Do you see the difference? If you’ve visited here before, you may recognize the new look: now only one column on the right (not two as before) and the main column is wider; also, different fonts and feel. The change is the end result of a complex process involving moving The Set Fee Real Estate Blog to a new server and changing templates to a less complex one that does not require a subscription to maintain.
I host this blog – and all of my online stuff – with GoDaddy. I know there are less expensive and probably more powerful hosts out there, but I stick with GoDaddy for one good reason:
They have never let me down.
Really: in ten years of building and maintaining an online presence, GoDaddy has always been there with the answer I needed.
I have my own personal rep who helps me decide what I need (and don’t need ) in my cadre of GoDaddy products, helps me save money by consolidating accounts and products, and of course, helps me buy new things.
The best part, however, is technical support. I tend NOT to need much support on anything Internet based. I have a good general knowledge and can Google up a storm when things don’t work. I usually find my own answers. But we all get stuck from time to time and when I do, I call GoDaddy. The support team is stellar. They are knowledgeable and know when to call in the next level of support. More than that, though, they are tenacious. Solving tech problems is often a matter of examining dozens of little things and these guys have hung in there with me, sometimes for more than an hour, as we tried this and tweaked that. No matter how strange the original problem, I always end up with an acceptable solution.
* * * End of testimonial * * *
What I wanted to do was to uproot The Set Fee Real Estate Blog from it’s own individual GoDaddy hosting plan and move it into a directory under my personal website, jamesdingman.com.

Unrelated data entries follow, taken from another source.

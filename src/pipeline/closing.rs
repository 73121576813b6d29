//! Closing page: heart, headline, farewell and floral corners.

use super::layout::RenderContext;
use super::ornaments::{
    banded_gradient, disc, frame, petals, GOLD, HEART_RED, SLATE_200, SLATE_700, SLATE_900,
};
use crate::phrases;
use pdf_canvas::{Align, Document, Font, Rect, TextOptions};

const GRADIENT_STEPS: usize = 40;
const FLORAL_INSET: f32 = 80.0;

/// Append the closing page.
pub fn draw_closing(doc: &mut Document, ctx: &RenderContext) {
    doc.add_page();
    let (w, h) = (ctx.page_width, ctx.page_height);
    let (cx, cy) = (ctx.center_x(), ctx.center_y());

    banded_gradient(doc, Rect::new(0.0, 0.0, w, h), GRADIENT_STEPS, SLATE_700, |i| {
        0.05 - i as f32 * 0.001
    });
    frame(doc, ctx.content().inset(20.0), SLATE_900, 2.0);

    heart(doc, cx, cy - 50.0);

    doc.fill_color(SLATE_900);
    doc.text(
        phrases::CLOSING_HEADLINE,
        ctx.margin,
        cy + 20.0,
        &TextOptions::new(Font::HelveticaBold, 28.0)
            .width(ctx.content_width)
            .align(Align::Center),
    );

    doc.fill_color(SLATE_700);
    doc.text(
        phrases::CLOSING_MESSAGE,
        ctx.margin,
        cy + 70.0,
        &TextOptions::new(Font::HelveticaOblique, 16.0)
            .width(ctx.content_width)
            .align(Align::Center)
            .line_gap(5.0),
    );

    for (x, y) in [
        (FLORAL_INSET, FLORAL_INSET),
        (w - FLORAL_INSET, FLORAL_INSET),
        (FLORAL_INSET, h - FLORAL_INSET),
        (w - FLORAL_INSET, h - FLORAL_INSET),
    ] {
        doc.fill_opacity(0.7);
        petals(doc, (x, y), 6, 12.0, 8.0, SLATE_200);
        doc.fill_opacity(1.0);
        disc(doc, x, y, 5.0, GOLD);
    }
}

/// Two lobes and a point, as four cubic segments, at 80 % opacity.
fn heart(doc: &mut Document, cx: f32, cy: f32) {
    doc.fill_color(HEART_RED)
        .fill_opacity(0.8)
        .move_to(cx, cy + 20.0)
        .bezier_curve_to(cx - 30.0, cy - 10.0, cx - 30.0, cy - 30.0, cx - 15.0, cy - 30.0)
        .bezier_curve_to(cx - 7.0, cy - 30.0, cx, cy - 22.0, cx, cy - 15.0)
        .bezier_curve_to(cx, cy - 22.0, cx + 7.0, cy - 30.0, cx + 15.0, cy - 30.0)
        .bezier_curve_to(cx + 30.0, cy - 30.0, cx + 30.0, cy - 10.0, cx, cy + 20.0)
        .fill()
        .fill_opacity(1.0);
}

#[cfg(test)]
mod tests {
    use super::*;
    use pdf_canvas::DocumentOptions;

    #[test]
    fn closing_appends_one_page_with_headline() {
        let ctx = RenderContext::a4_landscape(40.0);
        let mut doc = Document::new(DocumentOptions {
            size: ctx.page_size(),
            margin: ctx.margin,
            compress: false,
            ..DocumentOptions::default()
        });
        draw_closing(&mut doc, &ctx);
        assert_eq!(doc.page_count(), 2);
        let bytes = doc.finish().unwrap();
        let needle = b"(Siempre en Nuestros Corazones) Tj";
        assert!(bytes.windows(needle.len()).any(|w| w == needle));
        assert!(bytes.windows(5).any(|w| w == b"/CA 0"));
    }
}
//! Cover page: framed title with rosette, subtitle, phrase and date.

use super::layout::RenderContext;
use super::ornaments::{
    self, banded_gradient, frame, petals, SLATE_200, SLATE_400, SLATE_500, SLATE_700, SLATE_900,
};
use crate::phrases;
use pdf_canvas::{Align, Document, Font, Rect, TextOptions};

const GRADIENT_STEPS: usize = 30;
const CORNER_INSET: f32 = 50.0;
const CORNER_ARM: f32 = 30.0;

/// Draw the cover on the document's current page.
///
/// `title` must already be normalised and non-empty; `date_label` is the
/// formatted generation date.
pub fn draw_cover(doc: &mut Document, ctx: &RenderContext, title: &str, date_label: &str) {
    let (w, h) = (ctx.page_width, ctx.page_height);
    let (cx, cy) = (ctx.center_x(), ctx.center_y());

    banded_gradient(doc, Rect::new(0.0, 0.0, w, h), GRADIENT_STEPS, SLATE_700, |i| {
        0.08 - i as f32 * 0.002
    });

    frame(doc, Rect::new(0.0, 0.0, w, h).inset(20.0), SLATE_900, 3.0);
    frame(doc, Rect::new(0.0, 0.0, w, h).inset(35.0), SLATE_700, 1.5);
    corner_marks(doc, ctx);

    doc.fill_color(SLATE_900);
    doc.text(
        title,
        ctx.margin,
        cy - 80.0,
        &TextOptions::new(Font::HelveticaBold, 36.0)
            .width(ctx.content_width)
            .align(Align::Center),
    );

    let line_y = cy - 30.0;
    ornaments::rule(doc, (cx - 150.0, line_y), (cx - 40.0, line_y), SLATE_700, 2.0);
    ornaments::rule(doc, (cx + 40.0, line_y), (cx + 150.0, line_y), SLATE_700, 2.0);
    rosette(doc, cx, line_y);

    doc.fill_color(SLATE_700);
    doc.text(
        phrases::COVER_SUBTITLE,
        ctx.margin,
        line_y + 40.0,
        &TextOptions::new(Font::HelveticaOblique, 18.0)
            .width(ctx.content_width)
            .align(Align::Center),
    );

    doc.fill_color(SLATE_500);
    doc.text(
        phrases::COVER_PHRASE,
        ctx.margin,
        line_y + 80.0,
        &TextOptions::new(Font::Helvetica, 14.0)
            .width(ctx.content_width)
            .align(Align::Center)
            .line_gap(2.0),
    );

    doc.fill_color(SLATE_400);
    doc.text(
        date_label,
        ctx.margin,
        h - 80.0,
        &TextOptions::new(Font::Helvetica, 12.0)
            .width(ctx.content_width)
            .align(Align::Center),
    );
}

/// L-shaped marks in each corner, arms pointing inwards.
fn corner_marks(doc: &mut Document, ctx: &RenderContext) {
    let (w, h) = (ctx.page_width, ctx.page_height);
    let corners = [
        (CORNER_INSET, CORNER_INSET, 1.0, 1.0),
        (w - CORNER_INSET, CORNER_INSET, -1.0, 1.0),
        (CORNER_INSET, h - CORNER_INSET, 1.0, -1.0),
        (w - CORNER_INSET, h - CORNER_INSET, -1.0, -1.0),
    ];
    doc.stroke_color(SLATE_400).line_width(2.0);
    for (x, y, dx, dy) in corners {
        doc.move_to(x, y)
            .line_to(x + dx * CORNER_ARM, y)
            .move_to(x, y)
            .line_to(x, y + dy * CORNER_ARM)
            .stroke();
    }
}

/// Three concentric circles ringed by eight small petals, 45° apart.
fn rosette(doc: &mut Document, cx: f32, cy: f32) {
    ornaments::concentric(doc, (cx, cy), &[(15.0, SLATE_500), (10.0, SLATE_400)]);
    petals(doc, (cx, cy), 8, 8.0, 3.0, SLATE_200);
    ornaments::disc(doc, cx, cy, 3.0, SLATE_500);
}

The move would save me a little money by eliminating a hosting account.
Moving a self-hosted WordPress blog is not an easy thing. You not only have to move the content – and I had 5 years of content to move – you also have to move the database that makes all of that content work. My database was so large and weird that it took six attempts – each taking half a day and requiring a change here and an edit there – to get it moved. Then, once the content was moved, all the links had to be reworked, the images reattached, templates and widgets re-installed. Needless to say, when it was all done, I had a great sense of accomplishment!
I originally set this blog up on a premium, paid template: Thesis. It is probably the most widely used paid template available to WordPress users, and it is excellent in terms of features and flexibility. With Thesis you can create a site that looks almost anyway you want it to look, that does almost anything you can imagine. But the truth is, this blog is very simple. It’s just posts and tags and comments and such. I’m not selling anything, not taking ads, not hosting a forum . . . so I hardly needed the (paid) sophistication of Thesis.

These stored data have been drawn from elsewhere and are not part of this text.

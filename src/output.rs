//! Output types returned by the render entry points.

use crate::error::AssetError;
use serde::{Deserialize, Serialize};

/// A finished memorial document plus a per-page account of what was drawn.
#[derive(Debug, Clone)]
pub struct MemorialOutput {
    /// The complete PDF file.
    pub pdf: Vec<u8>,
    /// One report per page, in page order (cover first, closing last).
    pub pages: Vec<PageReport>,
    pub stats: RenderStats,
}

/// Which renderer produced a page.
#[derive(Debug, Clone, Copy, PartialEq, Eq, Serialize, Deserialize)]
#[serde(tag = "kind", rename_all = "snake_case")]
pub enum PageKind {
    Cover,
    /// `index` is 1-based within the entries; `total` is the entry count.
    Entry { index: usize, total: usize },
    Closing,
}

/// What ended up in an entry page's image region.
#[derive(Debug, Clone, Copy, PartialEq, Eq, Serialize, Deserialize)]
#[serde(rename_all = "snake_case")]
pub enum ImageOutcome {
    /// The photo was decoded and drawn.
    Embedded { width: u32, height: u32 },
    /// The entry named no photo; the placeholder was drawn.
    Absent,
    /// The photo could not be used; the placeholder was drawn.
    Fallback,
}

/// How an entry message was fitted into its panel.
#[derive(Debug, Clone, Copy, PartialEq, Serialize, Deserialize)]
pub struct MessageLayout {
    /// Height the message would need with no clamp, in points.
    pub natural_height: f32,
    /// Height of the drawn panel's text area after clamping.
    pub panel_height: f32,
    /// True when the text was cut and ended with an ellipsis.
    pub truncated: bool,
    /// Lines actually drawn.
    pub lines: usize,
}

/// Per-page record.
#[derive(Debug, Clone, PartialEq, Serialize, Deserialize)]
pub struct PageReport {
    /// 1-indexed page number in the document.
    pub page_num: usize,
    #[serde(flatten)]
    pub kind: PageKind,
    /// `"{n} de {total}"` footer label (entry pages only).
    pub footer: Option<String>,
    /// Image outcome (entry pages only).
    pub image: Option<ImageOutcome>,
    /// Message fitting (entry pages with a message only).
    pub message: Option<MessageLayout>,
    /// Why the photo was replaced by the placeholder, if it was.
    pub asset_error: Option<AssetError>,
}

impl PageReport {
    pub(crate) fn new(page_num: usize, kind: PageKind) -> Self {
        Self {
            page_num,
            kind,
            footer: None,
            image: None,
            message: None,
            asset_error: None,
        }
    }
}

/// Aggregate numbers for one render.
#[derive(Debug, Clone, Default, PartialEq, Eq, Serialize, Deserialize)]
pub struct RenderStats {
    pub total_pages: usize,
    pub entry_pages: usize,
    pub images_embedded: usize,
    pub placeholders: usize,
    pub truncated_messages: usize,
    pub pdf_bytes: usize,
    pub duration_ms: u64,
}

#[cfg(test)]
mod tests {
    use super::*;

    #[test]
    fn page_report_serialises_flat_kind() {
        let mut report = PageReport::new(2, PageKind::Entry { index: 1, total: 3 });
        report.footer = Some("1 de 3".into());
        report.image = Some(ImageOutcome::Fallback);
        report.asset_error = Some(AssetError::NotFound {
            file: "uploads/x.jpg".into(),
        });

        let json = serde_json::to_value(&report).unwrap();
        assert_eq!(json["kind"], "entry");
        assert_eq!(json["index"], 1);
        assert_eq!(json["footer"], "1 de 3");
        assert_eq!(json["image"], "fallback");
        assert!(json["asset_error"]["NotFound"].is_object());
    }
}
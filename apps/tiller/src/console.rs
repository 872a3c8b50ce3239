//! Line-oriented operator console on stdin.

use anyhow::{Context, Result};
use tiller_core::SupervisorHandle;
use tokio::io::{AsyncBufReadExt, BufReader};
use tracing::{info, warn};

#[derive(Debug, Clone, Copy, PartialEq)]
pub enum ConsoleCommand {
    Throttle(f64),
    Steering(f64),
    Stop,
    Connect,
    Disconnect,
    Quit,
}

pub fn parse_line(line: &str) -> Result<Option<ConsoleCommand>, String> {
    let mut words = line.split_whitespace();
    let Some(verb) = words.next() else {
        return Ok(None);
    };
    let value = |name: &str, raw: Option<&str>| -> Result<f64, String> {
        raw.ok_or_else(|| format!("{name} needs a value in [-1, 1]"))?
            .parse::<f64>()
            .map_err(|err| format!("bad {name} value: {err}"))
    };
    let command = match verb {
        "t" | "throttle" => ConsoleCommand::Throttle(value("throttle", words.next())?),
        "s" | "steer" | "steering" => ConsoleCommand::Steering(value("steering", words.next())?),
        "stop" => ConsoleCommand::Stop,
        "connect" => ConsoleCommand::Connect,
        "disconnect" => ConsoleCommand::Disconnect,
        "quit" | "exit" => ConsoleCommand::Quit,
        other => return Err(format!("unknown command `{other}`")),
    };
    Ok(Some(command))
}

/// Reads commands until `quit` or end of input.
pub async fn run(handle: SupervisorHandle) -> Result<()> {
    let mut lines = BufReader::new(tokio::io::stdin()).lines();
    while let Some(line) = lines.next_line().await.context("reading stdin")? {
        match parse_line(&line) {
            Ok(Some(ConsoleCommand::Throttle(value))) => handle.setpoints().set_throttle(value),
            Ok(Some(ConsoleCommand::Steering(value))) => handle.setpoints().set_steering(value),
            Ok(Some(ConsoleCommand::Stop)) => handle.setpoints().halt(),
            Ok(Some(ConsoleCommand::Connect)) => handle.connect(),
            Ok(Some(ConsoleCommand::Disconnect)) => handle.disconnect(),
            Ok(Some(ConsoleCommand::Quit)) => {
                info!("quit requested");
                return Ok(());
            }
            Ok(None) => {}
            Err(message) => warn!("{message}"),
        }
    }
    Ok(())
}
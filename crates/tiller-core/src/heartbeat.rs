use std::sync::Arc;
use std::time::Duration;

use parking_lot::Mutex;
use tokio::sync::watch;
use tokio::task::JoinHandle;
use tokio::time::{Instant, MissedTickBehavior};
use tracing::{info, trace};

pub const DEFAULT_HEARTBEAT_TIMEOUT: Duration = Duration::from_millis(2_000);
pub const DEFAULT_EVALUATION_PERIOD: Duration = Duration::from_millis(500);

/// Derives "remote reachable" from the arrival times of remote heartbeats.
///
/// The remote is offline until the first heartbeat is recorded and again once
/// `timeout` has elapsed since the latest one.
#[derive(Debug)]
pub struct HeartbeatMonitor {
    timeout: Duration,
    last_heartbeat: Mutex<Option<Instant>>,
    online: watch::Sender<bool>,
}

impl Default for HeartbeatMonitor {
    fn default() -> Self {
        Self::new(DEFAULT_HEARTBEAT_TIMEOUT)
    }
}

impl HeartbeatMonitor {
    pub fn new(timeout: Duration) -> Self {
        Self {
            timeout,
            last_heartbeat: Mutex::new(None),
            online: watch::channel(false).0,
        }
    }

    pub fn record_heartbeat(&self) {
        *self.last_heartbeat.lock() = Some(Instant::now());
        self.publish(true);
    }

    pub fn is_online_at(&self, now: Instant) -> bool {
        match *self.last_heartbeat.lock() {
            Some(last) => now.saturating_duration_since(last) < self.timeout,
            None => false,
        }
    }

    /// Re-evaluates the online flag against the current time.
    pub fn evaluate(&self) -> bool {
        let online = self.is_online_at(Instant::now());
        self.publish(online);
        online
    }

    pub fn remote_online(&self) -> bool {
        *self.online.borrow()
    }

    pub fn subscribe(&self) -> watch::Receiver<bool> {
        self.online.subscribe()
    }

    /// Forgets every recorded heartbeat; the remote reads as offline.
    pub fn reset(&self) {
        *self.last_heartbeat.lock() = None;
        self.publish(false);
    }

    pub fn spawn_evaluator(self: &Arc<Self>, period: Duration) -> JoinHandle<()> {
        let monitor = Arc::clone(self);
        tokio::spawn(async move {
            let mut ticker = tokio::time::interval(period);
            ticker.set_missed_tick_behavior(MissedTickBehavior::Delay);
            loop {
                ticker.tick().await;
                monitor.evaluate();
            }
        })
    }

    fn publish(&self, online: bool) {
        let changed = self.online.send_if_modified(|current| {
            if *current == online {
                false
            } else {
                *current = online;
                true
            }
        });
        if changed {
            if online {
                info!(target: "tiller::heartbeat", "remote online");
            } else {
                info!(target: "tiller::heartbeat", "remote offline");
            }
        } else {
            trace!(target: "tiller::heartbeat", online, "heartbeat evaluated");
        }
    }
}
use bytes::Bytes;
use thiserror::Error;
use tokio::sync::{broadcast, watch};

pub mod topic;

#[cfg(feature = "redis")]
pub mod redis_bus;

pub use topic::{TopicRouter, topic_matches};

#[derive(Debug, Clone, PartialEq, Eq)]
pub struct BusMessage {
    pub topic: String,
    pub payload: Bytes,
}

#[derive(Debug, Error)]
pub enum BusError {
    #[error("bus channel closed")]
    Closed,
    #[error("bus transport error: {0}")]
    Transport(String),
}

pub type BusResult<T> = Result<T, BusError>;

/// Connectivity of the underlying rendezvous transport.
#[derive(Debug, Clone, Copy, PartialEq, Eq)]
pub enum LinkState {
    Down,
    Up,
}

/// Topic-based publish/subscribe used purely as a rendezvous channel.
///
/// Subscriptions take a topic filter: `+` matches exactly one path segment and
/// a trailing `#` matches any remaining depth. Delivery is best-effort; a
/// receiver that falls behind observes `RecvError::Lagged`.
pub trait Bus: Send + Sync {
    fn subscribe(&self, filter: &str) -> broadcast::Receiver<BusMessage>;
    fn publish(&self, topic: &str, payload: Bytes) -> BusResult<()>;
    fn link_state(&self) -> watch::Receiver<LinkState>;
}

/// Simple in-memory bus for tests and non-transport contexts.
#[derive(Debug)]
pub struct LocalBus {
    router: TopicRouter,
    link: watch::Sender<LinkState>,
}

impl Default for LocalBus {
    fn default() -> Self {
        Self {
            router: TopicRouter::default(),
            link: watch::channel(LinkState::Up).0,
        }
    }
}

impl LocalBus {
    pub fn new() -> Self {
        Self::default()
    }

    /// Simulates the rendezvous link dropping or coming back.
    pub fn set_link_state(&self, state: LinkState) {
        self.link.send_replace(state);
    }
}

impl Bus for LocalBus {
    fn subscribe(&self, filter: &str) -> broadcast::Receiver<BusMessage> {
        self.router.subscribe(filter)
    }

    fn publish(&self, topic: &str, payload: Bytes) -> BusResult<()> {
        if *self.link.borrow() == LinkState::Down {
            return Err(BusError::Closed);
        }
        self.router.dispatch(BusMessage {
            topic: topic.to_string(),
            payload,
        });
        Ok(())
    }

    fn link_state(&self) -> watch::Receiver<LinkState> {
        self.link.subscribe()
    }
}

#[cfg(test)]
mod tests {
    use super::*;

    #[tokio::test]
    async fn local_bus_round_trip() {
        let bus = LocalBus::new();
        let mut sub = bus.subscribe("tiller/boat/vehicle/signal");
        bus.publish("tiller/boat/vehicle/signal", Bytes::from_static(b"ping"))
            .expect("publish ok");
        let msg = sub.recv().await.expect("receive ok");
        assert_eq!(msg.topic, "tiller/boat/vehicle/signal");
        assert_eq!(msg.payload, Bytes::from_static(b"ping"));
    }

    #[tokio::test]
    async fn wildcard_subscription_sees_nested_topics() {
        let bus = LocalBus::new();
        let mut sub = bus.subscribe("tiller/boat/vehicle/telemetry/#");
        bus.publish("tiller/boat/vehicle/signal", Bytes::from_static(b"x"))
            .expect("publish ok");
        bus.publish(
            "tiller/boat/vehicle/telemetry/stm32:voltage",
            Bytes::from_static(b"12.1"),
        )
        .expect("publish ok");
        let msg = sub.recv().await.expect("receive ok");
        assert_eq!(msg.topic, "tiller/boat/vehicle/telemetry/stm32:voltage");
        assert!(sub.try_recv().is_err());
    }

    #[test]
    fn publish_fails_while_link_is_down() {
        let bus = LocalBus::new();
        let mut link = bus.link_state();
        bus.set_link_state(LinkState::Down);
        assert!(link.has_changed().expect("sender alive"));
        assert_eq!(*link.borrow_and_update(), LinkState::Down);
        let err = bus
            .publish("tiller/boat/operator/heartbeat", Bytes::from_static(b"alive"))
            .unwrap_err();
        assert!(matches!(err, BusError::Closed));
    }
}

I’ve been working on blogs with a few Help-U-Sell brokers and have them settled into a free WordPress template, ‘Twenty-Twelve’. It has worked so well for them I decided to transition over myself, hence the new look. I was using so little of Thesis that, honestly, I don’t notice the back end difference much at all.

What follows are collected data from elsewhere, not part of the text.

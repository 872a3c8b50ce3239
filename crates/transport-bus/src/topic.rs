use parking_lot::RwLock;
use tokio::sync::broadcast;

use crate::BusMessage;

const SUBSCRIBER_CAPACITY: usize = 64;

/// Returns true when `topic` is matched by `filter`.
///
/// `+` matches a single segment, `#` matches the rest of the topic (including
/// nothing) and is only honoured as the last segment.
pub fn topic_matches(filter: &str, topic: &str) -> bool {
    let mut topic_segments = topic.split('/');
    let mut filter_segments = filter.split('/').peekable();
    while let Some(segment) = filter_segments.next() {
        if segment == "#" && filter_segments.peek().is_none() {
            return true;
        }
        match topic_segments.next() {
            Some(actual) if segment == "+" || segment == actual => continue,
            _ => return false,
        }
    }
    topic_segments.next().is_none()
}

#[derive(Debug)]
struct Subscription {
    filter: String,
    sender: broadcast::Sender<BusMessage>,
}

/// Fan-out of published messages to filter subscriptions.
#[derive(Debug, Default)]
pub struct TopicRouter {
    subscriptions: RwLock<Vec<Subscription>>,
}

impl TopicRouter {
    pub fn subscribe(&self, filter: &str) -> broadcast::Receiver<BusMessage> {
        let mut guard = self.subscriptions.write();
        guard.retain(|sub| sub.sender.receiver_count() > 0);
        if let Some(existing) = guard.iter().find(|sub| sub.filter == filter) {
            return existing.sender.subscribe();
        }
        let (sender, receiver) = broadcast::channel(SUBSCRIBER_CAPACITY);
        guard.push(Subscription {
            filter: filter.to_string(),
            sender,
        });
        receiver
    }

    /// Delivers `message` to every matching subscription and returns how many
    /// subscriptions accepted it.
    pub fn dispatch(&self, message: BusMessage) -> usize {
        let guard = self.subscriptions.read();
        guard
            .iter()
            .filter(|sub| topic_matches(&sub.filter, &message.topic))
            .filter(|sub| sub.sender.send(message.clone()).is_ok())
            .count()
    }

    /// Filters with at least one live receiver.
    #[cfg(test)]
    fn filters(&self) -> Vec<String> {
        self.subscriptions
            .read()
            .iter()
            .filter(|sub| sub.sender.receiver_count() > 0)
            .map(|sub| sub.filter.clone())
            .collect()
    }
}
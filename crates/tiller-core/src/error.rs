use thiserror::Error;
use transport_bus::BusError;

use crate::config::ConfigError;
use crate::engine::EngineError;
use crate::signaling::SignalingError;

#[derive(Debug, Error)]
pub enum TillerError {
    #[error(transparent)]
    Engine(#[from] EngineError),
    #[error(transparent)]
    Signaling(#[from] SignalingError),
    #[error("rendezvous transport: {0}")]
    Bus(#[from] BusError),
    #[error(transparent)]
    Config(#[from] ConfigError),
}

pub type TillerResult<T> = Result<T, TillerError>;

I have just a couple of remaining problems. First is reconnecting my stats and subscribers. When I changed hosting accounts (and, therefore, base URLs), the connections to those items ceased functioning. Now it is as if I am starting from scratch with no historical stats and no subscribers. I am confident I an resurrect these, but have exhausted my own resources. I’ve called in help from WordPress.com and hope they can make an adjustment for me. If you’ve gone through this process yourself, perhaps you could share your experience and success.
Second is getting Google to recognize the move. I’m getting lots of views in the new location, but none are coming from search engines . . . or at least that’s what my dashboard is telling me. I used to get most of my visits from search engine activity so I am very interested in reestablishing this link. I understand it takes some time and am working with an XML sitemap plugin to make it easier for Mother Google to figure out the change.
So thanks for you patience – especially in reading this post that has nothing to do with real estate or anything other than my own personal tech experience! If you are trying to make the same kind of move and need advice (or a shoulder to cry on), I’m available.